● **Stored records**
use std::sync::Arc;

use axum::{debug_handler, extract::{Path, Query, State}, response::{IntoResponse, Redirect}};
use oauth2::{AuthorizationCode, CsrfToken, PkceCodeVerifier, TokenResponse};
use reqwest::header::USER_AGENT;
use serde::Deserialize;
use tower_sessions::Session;

use crate::{config::Config, session::{self, CSRF_STATE, PKCE_VERIFIER, RETURN_URL}, AppResult, AppState};

use super::{clients::ClientProvider, Clients};

#[derive(Deserialize)]
pub struct LockinQuery {
    pub state: Option<String>,
    pub code: Option<String>,
}

#[debug_handler(state = AppState)]
pub async fn lockin(
    Path(provider): Path<ClientProvider>,
    Query(LockinQuery { state, code }): Query<LockinQuery>,
    State(clients): State<Clients>,
    State(config): State<Arc<Config>>,
    session: Session,
) -> AppResult<impl IntoResponse> {
    let state = CsrfToken::new(state.ok_or("OAuth: without state")?);
    let code = AuthorizationCode::new(code.ok_or("OAuth: without code")?);

    let Some(stored_state) = session.remove::<String>(CSRF_STATE).await? else {
        return Err("no csrf_state")?;
    };

    if state.secret().as_str() != stored_state.as_str() {
        return Err("csrf tokens don't match")?;
    }

    let Some(pkce_verifier) = session.remove::<String>(PKCE_VERIFIER).await? else {
        return Err("no pkce_verifier")?;
    };

    let client = clients.get_client(provider)?;
    let http_client = reqwest::ClientBuilder::new()
        .redirect(reqwest::redirect::Policy::none())
        .build()?;
    let token_result = client
        .exchange_code(code)
        .set_pkce_verifier(PkceCodeVerifier::new(pkce_verifier))
        .request_async(&http_client)
        .await?;

    let access_token = token_result.access_token().secret();
    let info: serde_json::Value = http_client.get(provider.user_info_url())
        .bearer_auth(access_token)
        .header(USER_AGENT, env!("CARGO_PKG_NAME"))
        .send()
        .await?
        .error_for_status()?
        .json()
        .await?;

    let user = provider.session_user(&info)?;
    let return_url = session.remove::<String>(RETURN_URL).await?;

    tracing::info!(subject = %user.id, "signed in");
    session::sign_in(&session, &config.user_field, user).await?;

    Ok(Redirect::to(&super::logout::local_path(return_url)))
}
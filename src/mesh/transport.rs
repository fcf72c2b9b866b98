//! The point-to-point transport the mesh is built on, seen only through its interface.

use serde::{Deserialize, Serialize};

use crate::ids::{PeerAddress, SubjectId};

use super::MeshError;

#[derive(Debug, Clone, Copy, PartialEq, Eq, Hash, Serialize, Deserialize)]
pub enum ChannelKind {
    /// Reliable ordered channel carrying handshakes and chat.
    #[serde(rename = "D")]
    Data,
    #[serde(rename = "C")]
    Camera,
    #[serde(rename = "S")]
    Screen,
}

impl ChannelKind {
    pub fn is_media(self) -> bool {
        !matches!(self, ChannelKind::Data)
    }
}

/// Transport handle of one channel.
#[derive(Debug, Clone, Copy, PartialEq, Eq, Hash, PartialOrd, Ord)]
pub struct ChannelId(pub u64);

/// Opaque handle to a local or remote audio/video stream.
#[derive(Debug, Clone, PartialEq, Eq, Hash)]
pub struct MediaStream(pub String);

/// Metadata an opener attaches to a connection attempt, delivered with it to the other side.
#[derive(Debug, Clone, PartialEq, Eq, Serialize, Deserialize)]
#[serde(rename_all = "camelCase")]
pub struct ConnectMeta {
    pub kind: ChannelKind,
    pub subject_id: SubjectId,
    pub peer_address: PeerAddress,
}

#[derive(Debug, Clone, PartialEq, Eq, thiserror::Error)]
#[error("{0}")]
pub struct TransportError(pub String);

/// Outbound half of the transport. Results of these calls arrive later as [`TransportEvent`]s.
pub trait Transport {
    /// Starts a reliable ordered data channel to `to`.
    fn connect(&mut self, to: &PeerAddress, meta: ConnectMeta) -> Result<ChannelId, TransportError>;

    /// Starts a media channel to `to`, sending `stream`.
    fn call(
        &mut self,
        to: &PeerAddress,
        stream: &MediaStream,
        meta: ConnectMeta,
    ) -> Result<ChannelId, TransportError>;

    /// Accepts an incoming media channel, optionally sending a stream back.
    fn answer(&mut self, channel: ChannelId, stream: Option<&MediaStream>) -> Result<(), TransportError>;

    fn send(&mut self, channel: ChannelId, data: Vec<u8>) -> Result<(), TransportError>;

    /// Must tolerate channels that are already closed.
    fn close(&mut self, channel: ChannelId);
}

/// Everything the transport reports back. Per channel: `Open`, any number of
/// `Data`/`Stream`, then exactly one of `Close` or `Error`.
#[derive(Debug, Clone, PartialEq, Eq)]
pub enum TransportEvent {
    Incoming {
        channel: ChannelId,
        from: PeerAddress,
        meta: ConnectMeta,
    },
    Open(ChannelId),
    Data(ChannelId, Vec<u8>),
    Stream(ChannelId, MediaStream),
    Close(ChannelId),
    Error(ChannelId, String),
}

/// Local capture devices. Acquisition can take a while (permission prompts) and can fail.
#[allow(async_fn_in_trait)]
pub trait MediaDevices {
    async fn camera(&mut self) -> Result<MediaStream, MeshError>;

    async fn screen(&mut self) -> Result<MediaStream, MeshError>;
}
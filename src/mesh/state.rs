//! Who is in the room and how we reach them.
//!
//! Profiles (by subject) and peer connections (by address) are two flat maps
//! with no pointers between them. Every mutation goes through a named method
//! that edits the current snapshot inside `send_modify`, so it always works on
//! the latest state and readers only ever see whole transitions.

use std::collections::HashMap;

use serde::{Deserialize, Serialize};
use tokio::sync::watch;

use crate::{
    ids::{PeerAddress, SubjectId},
    session::SessionUser,
};

use super::transport::{ChannelId, ChannelKind, MediaStream};

#[derive(Debug, Clone, PartialEq, Eq, Serialize, Deserialize)]
#[serde(rename_all = "camelCase")]
pub struct Profile {
    pub subject_id: SubjectId,
    pub peer_address: PeerAddress,
    pub name: String,
    pub email: String,
    pub image: String,
    #[serde(skip)]
    pub camera_stream: Option<MediaStream>,
    #[serde(skip)]
    pub screen_stream: Option<MediaStream>,
}

impl Profile {
    pub fn new(user: &SessionUser, peer_address: PeerAddress) -> Self {
        Self {
            subject_id: user.id.clone(),
            peer_address,
            name: user.name.clone(),
            email: user.email.clone(),
            image: user.image.clone(),
            camera_stream: None,
            screen_stream: None,
        }
    }

    /// What we know of someone before their handshake arrives.
    pub fn partial(subject_id: SubjectId, peer_address: PeerAddress) -> Self {
        Self {
            subject_id,
            peer_address,
            name: String::new(),
            email: String::new(),
            image: String::new(),
            camera_stream: None,
            screen_stream: None,
        }
    }

    fn stream_mut(&mut self, kind: ChannelKind) -> Option<&mut Option<MediaStream>> {
        match kind {
            ChannelKind::Data => None,
            ChannelKind::Camera => Some(&mut self.camera_stream),
            ChannelKind::Screen => Some(&mut self.screen_stream),
        }
    }
}

/// Live channel handles for one remote participant.
#[derive(Debug, Clone, PartialEq, Eq)]
pub struct PeerConnection {
    pub subject_id: SubjectId,
    pub data: Option<ChannelId>,
    pub camera: Option<ChannelId>,
    pub screen: Option<ChannelId>,
}

impl PeerConnection {
    fn new(subject_id: SubjectId) -> Self {
        Self {
            subject_id,
            data: None,
            camera: None,
            screen: None,
        }
    }

    pub fn channel(&self, kind: ChannelKind) -> Option<ChannelId> {
        match kind {
            ChannelKind::Data => self.data,
            ChannelKind::Camera => self.camera,
            ChannelKind::Screen => self.screen,
        }
    }

    fn is_empty(&self) -> bool {
        self.data.is_none() && self.camera.is_none() && self.screen.is_none()
    }

    fn slot(&mut self, kind: ChannelKind) -> &mut Option<ChannelId> {
        match kind {
            ChannelKind::Data => &mut self.data,
            ChannelKind::Camera => &mut self.camera,
            ChannelKind::Screen => &mut self.screen,
        }
    }
}

#[derive(Debug, Clone, Default, PartialEq, Eq)]
pub struct SessionView {
    pub local: Option<Profile>,
    pub profiles: HashMap<SubjectId, Profile>,
    pub peers: HashMap<PeerAddress, PeerConnection>,
}

impl SessionView {
    pub fn profile_at(&self, peer: &PeerAddress) -> Option<&Profile> {
        let subject = &self.peers.get(peer)?.subject_id;
        self.profiles.get(subject)
    }

    /// Removes the peer and, if it still belongs to that address, its profile.
    fn cascade_remove(&mut self, peer: &PeerAddress) -> Option<PeerConnection> {
        let removed = self.peers.remove(peer)?;
        if self
            .profiles
            .get(&removed.subject_id)
            .is_some_and(|profile| &profile.peer_address == peer)
        {
            self.profiles.remove(&removed.subject_id);
        }
        Some(removed)
    }
}

pub struct LocalSession {
    tx: watch::Sender<SessionView>,
}

impl Default for LocalSession {
    fn default() -> Self {
        Self::new()
    }
}

impl LocalSession {
    pub fn new() -> Self {
        Self { tx: watch::channel(SessionView::default()).0 }
    }

    pub fn subscribe(&self) -> watch::Receiver<SessionView> {
        self.tx.subscribe()
    }

    pub fn view(&self) -> watch::Ref<'_, SessionView> {
        self.tx.borrow()
    }

    /// Room entry: forget any previous room and start from just ourselves.
    pub fn init(&self, local: Profile) {
        self.tx.send_replace(SessionView {
            local: Some(local),
            ..SessionView::default()
        });
    }

    pub fn teardown(&self) {
        self.tx.send_replace(SessionView::default());
    }

    pub fn set_local_stream(&self, kind: ChannelKind, stream: Option<MediaStream>) {
        self.tx.send_modify(|view| {
            if let Some(slot) = view.local.as_mut().and_then(|local| local.stream_mut(kind)) {
                *slot = stream;
            }
        });
    }

    /// First contact over `channel`: records the attempt and a partial profile if none exists.
    pub fn track(&self, peer: &PeerAddress, subject: &SubjectId, kind: ChannelKind, channel: ChannelId) {
        self.tx.send_modify(|view| {
            let connection = view
                .peers
                .entry(peer.clone())
                .or_insert_with(|| PeerConnection::new(subject.clone()));
            connection.subject_id = subject.clone();
            *connection.slot(kind) = Some(channel);

            view.profiles
                .entry(subject.clone())
                .or_insert_with(|| Profile::partial(subject.clone(), peer.clone()));
        });
    }

    /// Handshake received: binds subject, address and data channel, keeping known streams.
    pub fn bind(&self, mut profile: Profile, peer: &PeerAddress, channel: ChannelId) {
        self.tx.send_modify(|view| {
            profile.peer_address = peer.clone();
            let subject = profile.subject_id.clone();

            if let Some(known) = view.profiles.get(&subject).filter(|known| &known.peer_address == peer) {
                profile.camera_stream = known.camera_stream.clone();
                profile.screen_stream = known.screen_stream.clone();
            }
            view.profiles.insert(subject.clone(), profile);

            let connection = view
                .peers
                .entry(peer.clone())
                .or_insert_with(|| PeerConnection::new(subject.clone()));
            connection.subject_id = subject;
            connection.data = Some(channel);
        });
    }

    pub fn attach_stream(&self, peer: &PeerAddress, kind: ChannelKind, stream: MediaStream) {
        self.tx.send_modify(|view| {
            let Some(subject) = view.peers.get(peer).map(|connection| connection.subject_id.clone()) else {
                return;
            };
            if let Some(slot) = view.profiles.get_mut(&subject).and_then(|profile| profile.stream_mut(kind)) {
                *slot = Some(stream);
            }
        });
    }

    /// `channel` of `kind` to `peer` is gone. A data channel takes the whole peer
    /// with it; a media channel only takes its own stream, unless it was the last
    /// channel left. Returns whether the peer was removed.
    pub fn release(&self, peer: &PeerAddress, kind: ChannelKind, channel: ChannelId) -> bool {
        let mut removed = false;
        self.tx.send_if_modified(|view| {
            let Some(connection) = view.peers.get_mut(peer) else {
                return false;
            };
            if connection.channel(kind) != Some(channel) {
                return false;
            }

            *connection.slot(kind) = None;
            if kind == ChannelKind::Data || connection.is_empty() {
                removed = view.cascade_remove(peer).is_some();
                return true;
            }

            let subject = connection.subject_id.clone();
            if let Some(profile) = view.profiles.get_mut(&subject).filter(|profile| &profile.peer_address == peer) {
                if let Some(slot) = profile.stream_mut(kind) {
                    *slot = None;
                }
            }
            true
        });
        removed
    }

    pub fn remove_peer(&self, peer: &PeerAddress) -> Option<PeerConnection> {
        let mut removed = None;
        self.tx.send_if_modified(|view| {
            removed = view.cascade_remove(peer);
            removed.is_some()
        });
        removed
    }
}
//! Lifecycle of one channel to one remote peer.
//!
//! A [`Connection`] never touches the transport or the session itself. It
//! consumes [`ChannelEvent`]s and answers with the [`Action`]s the mesh should
//! carry out, so the whole `INIT → OPENING → OPEN → CLOSED | ERROR` contract can
//! be exercised without a transport.

use crate::{
    chat::MessageData,
    ids::{PeerAddress, SubjectId},
};

use super::{
    state::Profile,
    transport::{ChannelId, ChannelKind, MediaStream},
    wire::Payload,
};

#[derive(Debug, Clone, Copy, PartialEq, Eq)]
pub enum ConnState {
    Init,
    Opening,
    Open,
    Closed,
    /// Terminal like `Closed`; kept apart for diagnostics.
    Error,
}

impl ConnState {
    pub fn is_terminal(self) -> bool {
        matches!(self, ConnState::Closed | ConnState::Error)
    }
}

#[derive(Debug, Clone, Copy, PartialEq, Eq)]
pub enum Role {
    /// We dialed: the joiner side.
    Opener,
    /// The remote dialed us.
    Incoming,
}

#[derive(Debug, Clone, PartialEq, Eq)]
pub enum ChannelEvent {
    /// The attempt was handed to the transport.
    Start,
    Open,
    Data(Payload),
    Stream(MediaStream),
    Close,
    Error(String),
}

#[derive(Debug, Clone, PartialEq, Eq)]
pub enum Action {
    /// Send our own profile over this channel.
    SendHandshake,
    Bind(Profile),
    Deliver(MessageData),
    AttachStream(MediaStream),
    /// Drop this channel from the session.
    Cleanup,
}

#[derive(Debug, Clone)]
pub struct Connection {
    pub channel: ChannelId,
    pub peer: PeerAddress,
    /// Who we expect at `peer`, from the participant list or the connect metadata.
    pub subject: SubjectId,
    pub kind: ChannelKind,
    pub role: Role,
    state: ConnState,
    handshake_sent: bool,
}

impl Connection {
    pub fn new(channel: ChannelId, peer: PeerAddress, subject: SubjectId, kind: ChannelKind, role: Role) -> Self {
        Self {
            channel,
            peer,
            subject,
            kind,
            role,
            state: ConnState::Init,
            handshake_sent: false,
        }
    }

    pub fn state(&self) -> ConnState {
        self.state
    }

    pub fn is_open(&self) -> bool {
        self.state == ConnState::Open
    }

    /// Applies one event. Events that make no sense in the current state are
    /// logged and dropped without changing anything.
    pub fn step(&mut self, event: ChannelEvent) -> Vec<Action> {
        use ConnState::*;

        match (self.state, event) {
            (Init, ChannelEvent::Start) => {
                self.state = Opening;
                vec![]
            }
            (Opening, ChannelEvent::Open) => {
                self.state = Open;
                tracing::debug!(channel = self.channel.0, peer = %self.peer, kind = ?self.kind, "channel open");
                if self.kind == ChannelKind::Data && self.role == Role::Opener {
                    self.handshake()
                } else {
                    vec![]
                }
            }
            (Open, ChannelEvent::Data(payload)) if self.kind == ChannelKind::Data => self.receive(payload),
            (Opening, ChannelEvent::Stream(stream)) if self.kind.is_media() => {
                self.state = Open;
                vec![Action::AttachStream(stream)]
            }
            (Open, ChannelEvent::Stream(stream)) if self.kind.is_media() => vec![Action::AttachStream(stream)],
            (Opening | Open, ChannelEvent::Close) => {
                self.state = Closed;
                tracing::debug!(channel = self.channel.0, peer = %self.peer, kind = ?self.kind, "channel closed");
                vec![Action::Cleanup]
            }
            (Opening | Open, ChannelEvent::Error(reason)) => {
                self.state = Error;
                tracing::warn!(channel = self.channel.0, peer = %self.peer, kind = ?self.kind, %reason, "channel failed");
                vec![Action::Cleanup]
            }
            (state, event) => {
                tracing::warn!(channel = self.channel.0, ?state, ?event, "ignored channel event");
                vec![]
            }
        }
    }

    fn handshake(&mut self) -> Vec<Action> {
        if self.handshake_sent {
            return vec![];
        }
        self.handshake_sent = true;
        vec![Action::SendHandshake]
    }

    fn receive(&mut self, payload: Payload) -> Vec<Action> {
        match payload {
            Payload::ConnInit(profile) if profile.subject_id != self.subject => {
                tracing::warn!(
                    channel = self.channel.0,
                    expected = %self.subject,
                    got = %profile.subject_id,
                    "handshake from unexpected subject"
                );
                vec![]
            }
            Payload::ConnInit(profile) => {
                let mut actions = vec![Action::Bind(profile)];
                if self.role == Role::Incoming {
                    actions.extend(self.handshake());
                }
                actions
            }
            Payload::Msg(message) => vec![Action::Deliver(message)],
        }
    }
}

● **Exercise prompt**
Look through the entries. Copy out each line with "whole" in it.

● **Answer**
//! the latest state and readers only ever see whole transitions.
    /// `channel` of `kind` to `peer` is gone. A data channel takes the whole peer
//! carry out, so the whole `INIT → OPENING → OPEN → CLOSED | ERROR` contract can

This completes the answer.